Key Inclusion Criteria:

- Subject must be male or non-pregnant, non-lactating female, age 2 to 18 years
(inclusive)

- Subject must have documented medical history to support a clinical diagnosis of Dravet
syndrome, where convulsive seizures are not completely controlled by current
antiepileptic drugs.

- Subject must be receiving a therapeutically relevant and stable dose of CLB, VP, and
STP for at least 4 weeks prior to screening and are expected to remain stable
throughout the study (Cohort 2 only).

- Subject must be receiving a stable dose of CLB and VPA, administered twice daily, to
be eligible for Dose Regimen 1 and 2 or subject must be receiving a stable dose of
CLB, VPA, and STP, administered twice daily, to be eligible for Dose Regimen 3 (Cohort
1 only).

Key Exclusion Criteria:

- Subject has a known hypersensitivity to fenfluramine or any of the excipients in the
study medication.

- Subject has pulmonary arterial hypertension.
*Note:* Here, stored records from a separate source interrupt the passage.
use axum::http::StatusCode;
use axum::response::{IntoResponse, Response};
use tracing::error;

/// Domain error taxonomy. The boundary layer maps each kind to a status code
/// and a safe message; store error text is never forwarded to clients.
#[derive(Debug, thiserror::Error)]
pub enum Error {
    #[error("{0}")]
    Validation(String),
    #[error("authentication required")]
    Unauthenticated,
    #[error("permission denied")]
    Forbidden,
    #[error("{0} not found")]
    NotFound(&'static str),
    #[error("{0}")]
    Conflict(String),
    #[error("assistant unavailable")]
    UpstreamUnavailable,
    #[error("operation timed out")]
    Timeout,
    #[error("internal error")]
    Unexpected(#[source] anyhow::Error),
}

impl Error {
    pub fn validation(msg: impl Into<String>) -> Self {
        Error::Validation(msg.into())
    }

    pub fn conflict(msg: impl Into<String>) -> Self {
        Error::Conflict(msg.into())
    }

    fn status(&self) -> StatusCode {
        match self {
            Error::Validation(_) => StatusCode::BAD_REQUEST,
            Error::Unauthenticated => StatusCode::UNAUTHORIZED,
            Error::Forbidden => StatusCode::FORBIDDEN,
            Error::NotFound(_) => StatusCode::NOT_FOUND,
            Error::Conflict(_) => StatusCode::CONFLICT,
            Error::UpstreamUnavailable => StatusCode::SERVICE_UNAVAILABLE,
            Error::Timeout => StatusCode::GATEWAY_TIMEOUT,
            Error::Unexpected(_) => StatusCode::INTERNAL_SERVER_ERROR,
        }
    }
}

impl From<sqlx::Error> for Error {
    fn from(e: sqlx::Error) -> Self {
        if let Some(db) = e.as_database_error() {
            if db.is_unique_violation() {
                return Error::Conflict("record already exists".to_string());
            }
        }
        Error::Unexpected(e.into())
    }
}

impl From<anyhow::Error> for Error {
    fn from(e: anyhow::Error) -> Self {
        Error::Unexpected(e)
    }
}

impl IntoResponse for Error {
    fn into_response(self) -> Response {
        if let Error::Unexpected(e) = &self {
            error!("unexpected error: {e:#}");
        }
        (self.status(), self.to_string()).into_response()
    }
}

pub type Result<T, E = Error> = std::result::Result<T, E>;

#[cfg(test)]
mod tests {
    use super::*;

    #[test]
    fn test_status_per_kind() {
        let cases = [
            (Error::validation("bad input"), StatusCode::BAD_REQUEST),
            (Error::Unauthenticated, StatusCode::UNAUTHORIZED),
            (Error::Forbidden, StatusCode::FORBIDDEN),
            (Error::NotFound("chapter"), StatusCode::NOT_FOUND),
            (Error::conflict("duplicate"), StatusCode::CONFLICT),
            (Error::UpstreamUnavailable, StatusCode::SERVICE_UNAVAILABLE),
            (Error::Timeout, StatusCode::GATEWAY_TIMEOUT),
            (
                Error::Unexpected(anyhow::anyhow!("boom")),
                StatusCode::INTERNAL_SERVER_ERROR,
            ),
        ];
        for (error, expected) in cases {
            assert_eq!(error.into_response().status(), expected);
        }
    }

    #[test]
    fn test_unexpected_hides_detail() {
        let error = Error::Unexpected(anyhow::anyhow!("connection string leaked"));
        assert_eq!(error.to_string(), "internal error");
    }
}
- Subject has a current or past history of cardiovascular or cerebrovascular disease,
such as cardiac valvulopathy, myocardial infarction or stroke.

- Subject has a current or recent history of anorexia nervosa, bulimia, or depression
within the prior year that required medical treatment or psychological treatment for a
duration greater than 1 month.

- Subject has a current or past history of glaucoma.

- Subject is receiving concomitant therapy with: centrally-acting anorectic agents;
monoamine-oxidase inhibitors; any centrally-acting compound with clinically
appreciable amount of serotonin agonist or antagonist properties, including serotonin
re-uptake inhibition; triptans, atomoxetine, or other centrally-acting noradrenergic
agonist; cyproheptadine, and/or CYP 2D6/3A4/2B6 inhibitors/substrates.

- Subject is currently taking carbamazepine, oxcarbamazepine, eslicarbazepine,
phenobarbital, or phenytoin, or has taken any of these within the past 30 days, as
maintenance therapy.

- Subject has a positive result on urine THC Panel or whole blood CBD at the Screening
Visit.

- Subject has a clinically significant condition, or has had clinically relevant
symptoms or a clinically significant illness in the 4 weeks prior to the Screening
Visit, other than epilepsy, that would negatively impact study participation,
collection of study data, or pose a risk to the subject.